START Given data

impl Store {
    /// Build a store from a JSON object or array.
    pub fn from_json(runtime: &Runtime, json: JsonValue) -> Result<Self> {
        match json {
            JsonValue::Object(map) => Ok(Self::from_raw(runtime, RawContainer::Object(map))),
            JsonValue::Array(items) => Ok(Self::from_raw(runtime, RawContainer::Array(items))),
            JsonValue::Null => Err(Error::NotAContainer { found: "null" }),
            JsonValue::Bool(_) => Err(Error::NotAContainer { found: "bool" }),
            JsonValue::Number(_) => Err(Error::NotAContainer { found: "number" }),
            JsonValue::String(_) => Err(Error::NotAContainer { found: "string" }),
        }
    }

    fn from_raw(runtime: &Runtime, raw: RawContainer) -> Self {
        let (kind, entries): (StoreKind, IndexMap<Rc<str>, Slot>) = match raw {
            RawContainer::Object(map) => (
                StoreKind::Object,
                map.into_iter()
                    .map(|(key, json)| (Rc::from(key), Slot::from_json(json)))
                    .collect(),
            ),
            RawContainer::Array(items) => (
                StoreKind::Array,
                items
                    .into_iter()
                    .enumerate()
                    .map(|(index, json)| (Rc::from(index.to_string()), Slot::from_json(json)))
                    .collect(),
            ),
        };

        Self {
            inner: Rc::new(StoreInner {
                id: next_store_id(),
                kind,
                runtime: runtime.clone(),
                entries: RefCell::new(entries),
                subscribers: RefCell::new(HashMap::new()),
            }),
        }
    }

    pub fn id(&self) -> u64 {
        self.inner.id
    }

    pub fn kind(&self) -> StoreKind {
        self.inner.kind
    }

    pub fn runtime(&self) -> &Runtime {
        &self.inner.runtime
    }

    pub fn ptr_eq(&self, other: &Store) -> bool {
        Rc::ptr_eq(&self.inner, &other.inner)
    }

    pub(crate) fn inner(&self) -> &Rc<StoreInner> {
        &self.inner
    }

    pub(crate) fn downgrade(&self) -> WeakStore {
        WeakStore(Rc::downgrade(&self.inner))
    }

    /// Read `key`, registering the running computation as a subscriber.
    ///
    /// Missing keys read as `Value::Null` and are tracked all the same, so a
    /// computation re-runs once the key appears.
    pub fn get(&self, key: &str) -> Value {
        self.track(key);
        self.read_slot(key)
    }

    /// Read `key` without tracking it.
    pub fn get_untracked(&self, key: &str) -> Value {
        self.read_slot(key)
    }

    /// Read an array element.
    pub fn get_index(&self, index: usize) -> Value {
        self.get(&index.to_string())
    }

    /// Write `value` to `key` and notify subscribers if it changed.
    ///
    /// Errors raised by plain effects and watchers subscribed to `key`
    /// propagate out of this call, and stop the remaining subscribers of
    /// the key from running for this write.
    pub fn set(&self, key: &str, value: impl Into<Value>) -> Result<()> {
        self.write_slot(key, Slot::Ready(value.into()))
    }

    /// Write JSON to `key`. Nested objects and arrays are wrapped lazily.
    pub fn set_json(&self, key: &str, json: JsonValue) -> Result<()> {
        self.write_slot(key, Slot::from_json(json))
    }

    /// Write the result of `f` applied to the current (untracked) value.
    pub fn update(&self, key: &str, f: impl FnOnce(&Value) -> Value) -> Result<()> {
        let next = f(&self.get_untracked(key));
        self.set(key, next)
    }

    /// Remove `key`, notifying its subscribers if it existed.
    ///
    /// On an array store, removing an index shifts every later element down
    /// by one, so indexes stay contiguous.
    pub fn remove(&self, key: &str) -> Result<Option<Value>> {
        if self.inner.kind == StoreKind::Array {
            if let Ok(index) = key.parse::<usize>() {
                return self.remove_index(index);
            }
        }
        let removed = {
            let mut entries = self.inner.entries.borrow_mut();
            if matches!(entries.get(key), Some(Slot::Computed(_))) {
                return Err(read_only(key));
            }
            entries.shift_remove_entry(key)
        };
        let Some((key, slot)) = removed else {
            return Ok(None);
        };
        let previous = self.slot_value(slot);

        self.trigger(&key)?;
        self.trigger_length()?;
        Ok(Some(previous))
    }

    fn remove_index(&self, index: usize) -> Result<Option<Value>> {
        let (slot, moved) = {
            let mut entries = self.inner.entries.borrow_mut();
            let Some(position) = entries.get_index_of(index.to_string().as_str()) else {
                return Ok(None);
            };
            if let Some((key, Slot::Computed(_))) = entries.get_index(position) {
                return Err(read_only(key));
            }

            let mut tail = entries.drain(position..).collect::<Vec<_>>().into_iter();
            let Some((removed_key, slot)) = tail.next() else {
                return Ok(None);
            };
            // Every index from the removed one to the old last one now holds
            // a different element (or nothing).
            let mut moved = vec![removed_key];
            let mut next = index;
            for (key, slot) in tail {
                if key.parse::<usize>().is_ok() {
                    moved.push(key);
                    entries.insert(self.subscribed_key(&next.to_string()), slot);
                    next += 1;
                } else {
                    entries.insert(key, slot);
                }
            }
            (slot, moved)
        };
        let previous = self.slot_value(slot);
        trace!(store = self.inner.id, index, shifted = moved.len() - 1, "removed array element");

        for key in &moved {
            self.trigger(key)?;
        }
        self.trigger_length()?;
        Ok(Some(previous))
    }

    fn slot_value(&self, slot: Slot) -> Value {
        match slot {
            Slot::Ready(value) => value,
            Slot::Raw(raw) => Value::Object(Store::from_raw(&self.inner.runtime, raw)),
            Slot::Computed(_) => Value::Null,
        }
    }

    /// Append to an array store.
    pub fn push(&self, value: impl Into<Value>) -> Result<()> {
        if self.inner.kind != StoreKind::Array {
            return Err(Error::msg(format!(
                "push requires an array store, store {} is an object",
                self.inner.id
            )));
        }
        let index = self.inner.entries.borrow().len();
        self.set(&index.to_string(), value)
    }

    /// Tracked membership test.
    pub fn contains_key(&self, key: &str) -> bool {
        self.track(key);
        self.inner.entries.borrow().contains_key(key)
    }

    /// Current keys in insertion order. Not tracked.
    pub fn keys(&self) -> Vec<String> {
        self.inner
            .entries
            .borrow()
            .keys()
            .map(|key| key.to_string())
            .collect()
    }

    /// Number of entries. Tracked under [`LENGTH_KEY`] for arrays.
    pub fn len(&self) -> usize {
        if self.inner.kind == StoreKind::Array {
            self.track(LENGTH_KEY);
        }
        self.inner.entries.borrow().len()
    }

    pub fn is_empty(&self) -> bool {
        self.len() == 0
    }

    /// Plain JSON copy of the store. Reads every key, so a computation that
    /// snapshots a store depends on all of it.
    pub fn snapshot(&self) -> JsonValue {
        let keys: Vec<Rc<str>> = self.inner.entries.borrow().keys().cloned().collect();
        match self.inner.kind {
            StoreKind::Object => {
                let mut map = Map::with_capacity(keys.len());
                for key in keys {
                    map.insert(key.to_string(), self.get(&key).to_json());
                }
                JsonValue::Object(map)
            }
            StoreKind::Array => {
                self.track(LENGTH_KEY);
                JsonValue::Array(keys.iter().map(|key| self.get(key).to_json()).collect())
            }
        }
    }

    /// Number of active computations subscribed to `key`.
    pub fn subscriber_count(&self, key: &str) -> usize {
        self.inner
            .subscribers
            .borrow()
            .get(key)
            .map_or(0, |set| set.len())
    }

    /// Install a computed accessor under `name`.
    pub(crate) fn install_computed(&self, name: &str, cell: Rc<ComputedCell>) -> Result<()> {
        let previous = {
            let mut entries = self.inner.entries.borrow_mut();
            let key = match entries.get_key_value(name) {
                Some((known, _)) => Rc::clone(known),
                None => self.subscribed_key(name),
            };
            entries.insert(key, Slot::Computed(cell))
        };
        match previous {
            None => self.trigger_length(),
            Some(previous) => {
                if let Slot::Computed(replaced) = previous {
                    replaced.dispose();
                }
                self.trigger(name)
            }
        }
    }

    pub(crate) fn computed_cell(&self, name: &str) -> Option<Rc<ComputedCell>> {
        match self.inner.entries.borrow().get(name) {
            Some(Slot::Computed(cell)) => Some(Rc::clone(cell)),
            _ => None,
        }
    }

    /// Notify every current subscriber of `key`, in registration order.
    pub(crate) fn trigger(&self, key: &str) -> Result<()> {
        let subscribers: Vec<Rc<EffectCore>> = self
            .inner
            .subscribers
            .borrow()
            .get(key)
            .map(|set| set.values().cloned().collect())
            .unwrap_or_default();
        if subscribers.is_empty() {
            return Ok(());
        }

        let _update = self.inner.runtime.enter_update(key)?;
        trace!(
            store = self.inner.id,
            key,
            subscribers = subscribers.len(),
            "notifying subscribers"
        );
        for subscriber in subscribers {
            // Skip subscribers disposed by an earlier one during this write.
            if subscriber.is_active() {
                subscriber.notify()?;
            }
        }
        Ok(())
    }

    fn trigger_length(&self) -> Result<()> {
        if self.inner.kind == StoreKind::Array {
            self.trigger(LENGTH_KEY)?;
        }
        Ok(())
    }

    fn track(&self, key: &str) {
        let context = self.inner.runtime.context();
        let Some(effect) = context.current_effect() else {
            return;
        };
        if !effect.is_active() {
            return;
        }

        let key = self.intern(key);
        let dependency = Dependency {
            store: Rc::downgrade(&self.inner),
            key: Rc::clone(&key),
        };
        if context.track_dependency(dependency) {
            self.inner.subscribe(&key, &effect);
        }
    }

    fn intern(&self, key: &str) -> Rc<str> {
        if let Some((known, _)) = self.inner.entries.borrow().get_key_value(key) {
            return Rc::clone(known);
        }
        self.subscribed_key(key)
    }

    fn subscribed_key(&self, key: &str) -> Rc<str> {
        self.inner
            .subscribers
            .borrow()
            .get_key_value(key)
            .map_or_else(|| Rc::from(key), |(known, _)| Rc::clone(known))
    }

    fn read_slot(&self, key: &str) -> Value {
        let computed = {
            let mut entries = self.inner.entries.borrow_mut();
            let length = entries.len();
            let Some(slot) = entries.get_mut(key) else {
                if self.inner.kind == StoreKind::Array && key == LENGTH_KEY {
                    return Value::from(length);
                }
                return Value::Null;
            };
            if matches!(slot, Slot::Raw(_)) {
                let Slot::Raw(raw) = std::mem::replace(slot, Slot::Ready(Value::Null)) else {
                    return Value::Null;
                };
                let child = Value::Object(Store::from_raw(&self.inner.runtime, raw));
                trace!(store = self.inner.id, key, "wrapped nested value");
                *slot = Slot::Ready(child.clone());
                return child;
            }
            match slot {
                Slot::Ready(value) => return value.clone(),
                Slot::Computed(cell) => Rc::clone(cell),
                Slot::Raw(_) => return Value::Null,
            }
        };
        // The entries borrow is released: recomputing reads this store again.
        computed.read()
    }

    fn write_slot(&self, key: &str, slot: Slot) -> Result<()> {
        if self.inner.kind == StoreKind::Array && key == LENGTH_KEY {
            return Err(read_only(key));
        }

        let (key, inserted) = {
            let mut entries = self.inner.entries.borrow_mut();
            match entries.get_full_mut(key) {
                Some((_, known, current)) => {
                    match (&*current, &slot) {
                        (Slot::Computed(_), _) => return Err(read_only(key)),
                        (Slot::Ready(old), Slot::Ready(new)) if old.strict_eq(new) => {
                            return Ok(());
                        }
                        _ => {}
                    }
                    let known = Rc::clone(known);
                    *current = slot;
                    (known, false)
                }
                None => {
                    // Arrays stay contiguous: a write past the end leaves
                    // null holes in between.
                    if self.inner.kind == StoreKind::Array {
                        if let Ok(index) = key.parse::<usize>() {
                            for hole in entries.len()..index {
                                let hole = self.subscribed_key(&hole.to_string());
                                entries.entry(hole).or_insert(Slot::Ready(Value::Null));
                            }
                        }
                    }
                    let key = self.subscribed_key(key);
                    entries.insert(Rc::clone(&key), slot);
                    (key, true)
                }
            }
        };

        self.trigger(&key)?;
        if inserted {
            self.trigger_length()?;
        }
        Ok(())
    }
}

END Given data

> [Directions] Return all lines from the data that include the string "trace".

> [Finished task]
        trace!(store = self.inner.id, index, shifted = moved.len() - 1, "removed array element");
        trace!(
                trace!(store = self.inner.id, key, "wrapped nested value");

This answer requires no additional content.